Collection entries
-*-*-

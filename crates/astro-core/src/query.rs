//! Descriptors for list/search requests: pagination, sorting, filters and
//! relationship loading. They carry no SQL; `astro-db` translates them.

use std::fmt;
use std::str::FromStr;

use chrono::{DateTime, Utc};

use crate::body::{BodyType, SpectralClass};
use crate::validation::{Checker, ValidationErrors};

pub const DEFAULT_LIMIT: i64 = 10;
pub const MAX_LIMIT: i64 = 100;

/// Offset pagination window.
#[derive(Debug, Clone, Copy, PartialEq, Eq)]
pub struct Page {
    pub skip: i64,
    pub limit: i64,
}

impl Default for Page {
    fn default() -> Self {
        Self {
            skip: 0,
            limit: DEFAULT_LIMIT,
        }
    }
}

impl Page {
    /// Builds a page from raw query values, rejecting `skip < 0` and
    /// `limit` outside `1..=100`.
    pub fn new(skip: Option<i64>, limit: Option<i64>) -> Result<Self, ValidationErrors> {
        let skip = skip.unwrap_or(0);
        let limit = limit.unwrap_or(DEFAULT_LIMIT);
        let mut c = Checker::new();
        c.ensure(skip >= 0, "skip", "must be greater than or equal to 0")
            .ensure(
                (1..=MAX_LIMIT).contains(&limit),
                "limit",
                "must be between 1 and 100",
            );
        c.finish()?;
        Ok(Self { skip, limit })
    }
}

#[derive(Debug, Clone, Copy, PartialEq, Eq, Default)]
pub enum SortOrder {
    #[default]
    Asc,
    Desc,
}

impl SortOrder {
    pub fn as_sql(&self) -> &'static str {
        match self {
            SortOrder::Asc => "ASC",
            SortOrder::Desc => "DESC",
        }
    }
}

impl fmt::Display for SortOrder {
    fn fmt(&self, f: &mut fmt::Formatter<'_>) -> fmt::Result {
        match self {
            SortOrder::Asc => write!(f, "asc"),
            SortOrder::Desc => write!(f, "desc"),
        }
    }
}

impl FromStr for SortOrder {
    type Err = String;

    fn from_str(s: &str) -> Result<Self, Self::Err> {
        match s {
            "asc" => Ok(SortOrder::Asc),
            "desc" => Ok(SortOrder::Desc),
            _ => Err(format!("sort order must be 'asc' or 'desc', got '{s}'")),
        }
    }
}

/// Requested ordering. Unknown field names are ignored by the query builder.
#[derive(Debug, Clone, PartialEq, Eq)]
pub struct Sort {
    pub field: String,
    pub order: SortOrder,
}

impl Sort {
    pub fn parse(field: Option<String>, order: Option<&str>) -> Result<Option<Self>, ValidationErrors> {
        let order = match order {
            Some(raw) => raw.parse::<SortOrder>().map_err(|msg| {
                let mut errors = ValidationErrors::default();
                errors.add("sort_order", msg);
                errors
            })?,
            None => SortOrder::Asc,
        };
        Ok(field
            .filter(|f| !f.is_empty())
            .map(|field| Sort { field, order }))
    }
}

/// Whether a repository read should also resolve related rows in the same
/// round trip (parent names, counts, nested lists).
#[derive(Debug, Clone, Copy, PartialEq, Eq)]
pub enum Fetch {
    Bare,
    WithRelated,
}

/// Celestial body filters; every `Some` adds one AND-ed predicate.
#[derive(Debug, Clone, Default, PartialEq)]
pub struct BodyFilter {
    pub name: Option<String>,
    pub body_type: Option<BodyType>,
    pub min_distance: Option<f64>,
    pub max_distance: Option<f64>,
    pub min_magnitude: Option<f64>,
    pub max_magnitude: Option<f64>,
    pub spectral_class: Option<SpectralClass>,
    pub has_observations: Option<bool>,
}

impl BodyFilter {
    pub fn validate(&self) -> Result<(), ValidationErrors> {
        let mut c = Checker::new();
        c.range("min_distance", self.min_distance, Some(0.0), None)
            .range("max_distance", self.max_distance, Some(0.0), None);
        c.finish()
    }
}

#[derive(Debug, Clone, Default, PartialEq)]
pub struct AstronomerFilter {
    /// Substring of first or last name
    pub name: Option<String>,
    pub nationality: Option<String>,
    /// Substring of institution
    pub institution: Option<String>,
    pub is_active: Option<bool>,
    pub has_observations: Option<bool>,
}

#[derive(Debug, Clone, Default, PartialEq)]
pub struct ObservationFilter {
    pub astronomer_id: Option<i64>,
    pub celestial_body_id: Option<i64>,
    pub start_date: Option<DateTime<Utc>>,
    pub end_date: Option<DateTime<Utc>>,
}
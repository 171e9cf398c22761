//! REST API server: routes, authentication, extractors, DTOs and OpenAPI documentation.

pub mod auth;
pub mod config;
pub mod dto;
pub mod error;
pub mod extract;
pub mod openapi;
pub mod routes;
pub mod state;
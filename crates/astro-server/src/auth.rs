use std::sync::Arc;

use axum::extract::{FromRequestParts, State};
use axum::http::request::Parts;
use axum::http::{HeaderMap, Method, Request, header};
use axum::middleware::Next;
use axum::response::{IntoResponse, Response};

use astro_core::AppError;
use astro_core::security::INVALID_CREDENTIALS;
use astro_core::user::User;

use crate::error::ApiError;
use crate::state::AppState;

fn bearer_token(headers: &HeaderMap) -> Option<&str> {
    let value = headers.get(header::AUTHORIZATION)?.to_str().ok()?;
    let (scheme, token) = value.split_once(' ')?;
    scheme.eq_ignore_ascii_case("bearer").then(|| token.trim())
}

/// Resolves the bearer token of a request to an active account.
///
/// Missing, invalid or expired tokens and tokens whose account is gone are
/// all `Unauthorized`; an existing but disabled account is `Forbidden`.
pub async fn authenticate(state: &AppState, headers: &HeaderMap) -> Result<User, ApiError> {
    let Some(token) = bearer_token(headers) else {
        tracing::warn!("Request without bearer token");
        return Err(AppError::Unauthorized("Not authenticated".into()).into());
    };

    let claims = state.tokens.verify(token)?;

    let user = match state.db.user_repo().get_by_id(claims.uid).await? {
        Some(user) if user.username == claims.sub => user,
        _ => {
            tracing::warn!("Token subject {} no longer resolves to an account", claims.sub);
            return Err(AppError::Unauthorized(INVALID_CREDENTIALS.into()).into());
        }
    };

    if !user.is_active {
        tracing::warn!("Inactive user {} presented a token", user.username);
        return Err(AppError::Forbidden("Inactive user".into()).into());
    }

    Ok(user)
}

/// The authenticated account behind the request.
pub struct CurrentUser(pub User);

impl FromRequestParts<Arc<AppState>> for CurrentUser {
    type Rejection = ApiError;

    async fn from_request_parts(
        parts: &mut Parts,
        state: &Arc<AppState>,
    ) -> Result<Self, Self::Rejection> {
        authenticate(state, &parts.headers).await.map(Self)
    }
}

/// Middleware for the catalog routers. With write protection on, anything but
/// a read needs a bearer token, and deletes need a superuser.
pub async fn guard_writes(
    State(state): State<Arc<AppState>>,
    request: Request<axum::body::Body>,
    next: Next,
) -> Response {
    let method = request.method().clone();
    if !state.protect_writes || matches!(method, Method::GET | Method::HEAD | Method::OPTIONS) {
        return next.run(request).await;
    }

    let user = match authenticate(&state, request.headers()).await {
        Ok(user) => user,
        Err(e) => return e.into_response(),
    };

    if method == Method::DELETE && !user.is_superuser {
        tracing::warn!("User {} attempted a delete without superuser rights", user.username);
        return ApiError(AppError::Forbidden("Superuser privileges required".into())).into_response();
    }

    next.run(request).await
}
mod astronomer_api_tests;
mod auth_api_tests;
mod body_api_tests;
mod observation_api_tests;
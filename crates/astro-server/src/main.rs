use std::sync::Arc;

use tokio::net::TcpListener;
use tower_http::cors::CorsLayer;
use tower_http::trace::TraceLayer;
use tracing_subscriber::EnvFilter;

use astro_core::security::TokenService;
use astro_db::{Database, DatabaseConfig};
use astro_server::config::ServerConfig;
use astro_server::routes;
use astro_server::state::AppState;

#[tokio::main]
async fn main() -> anyhow::Result<()> {
    let _ = dotenvy::dotenv();

    tracing_subscriber::fmt()
        .with_env_filter(EnvFilter::from_default_env().add_directive("astro=info".parse()?))
        .with_target(false)
        .init();

    let config = ServerConfig::from_env()?;
    let addr = format!("0.0.0.0:{}", config.port);

    let db = Database::connect(&DatabaseConfig::from_env()?).await?;
    db.migrate().await?;

    let state = Arc::new(AppState {
        db,
        tokens: TokenService::new(config.jwt_secret.as_bytes(), config.token_ttl),
        protect_writes: config.protect_writes,
    });

    let app = routes::router(state)
        .layer(TraceLayer::new_for_http())
        .layer(CorsLayer::permissive());

    tracing::info!(
        "Starting server on {addr} (write protection {})",
        if config.protect_writes { "on" } else { "off" }
    );
    let listener = TcpListener::bind(&addr).await?;
    axum::serve(listener, app)
        .with_graceful_shutdown(shutdown_signal())
        .await?;

    Ok(())
}

async fn shutdown_signal() {
    if let Err(e) = tokio::signal::ctrl_c().await {
        tracing::error!("Failed to install CTRL+C handler: {e}");
        std::future::pending::<()>().await;
    }
    tracing::info!("Shutdown signal received");
}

-*-*-

> _YOUR INSTRUCTIONS_:
Up to and including the line that contains "Offset pagination window.", restate word for word every line of the entries, starting from the first.

> _TASK RESULT_:
filename crates/astro-core/src/query.rs
//! Descriptors for list/search requests: pagination, sorting, filters and
//! relationship loading. They carry no SQL; `astro-db` translates them.

use std::fmt;
use std::str::FromStr;

use chrono::{DateTime, Utc};

use crate::body::{BodyType, SpectralClass};
use crate::validation::{Checker, ValidationErrors};

pub const DEFAULT_LIMIT: i64 = 10;
pub const MAX_LIMIT: i64 = 100;

/// Offset pagination window.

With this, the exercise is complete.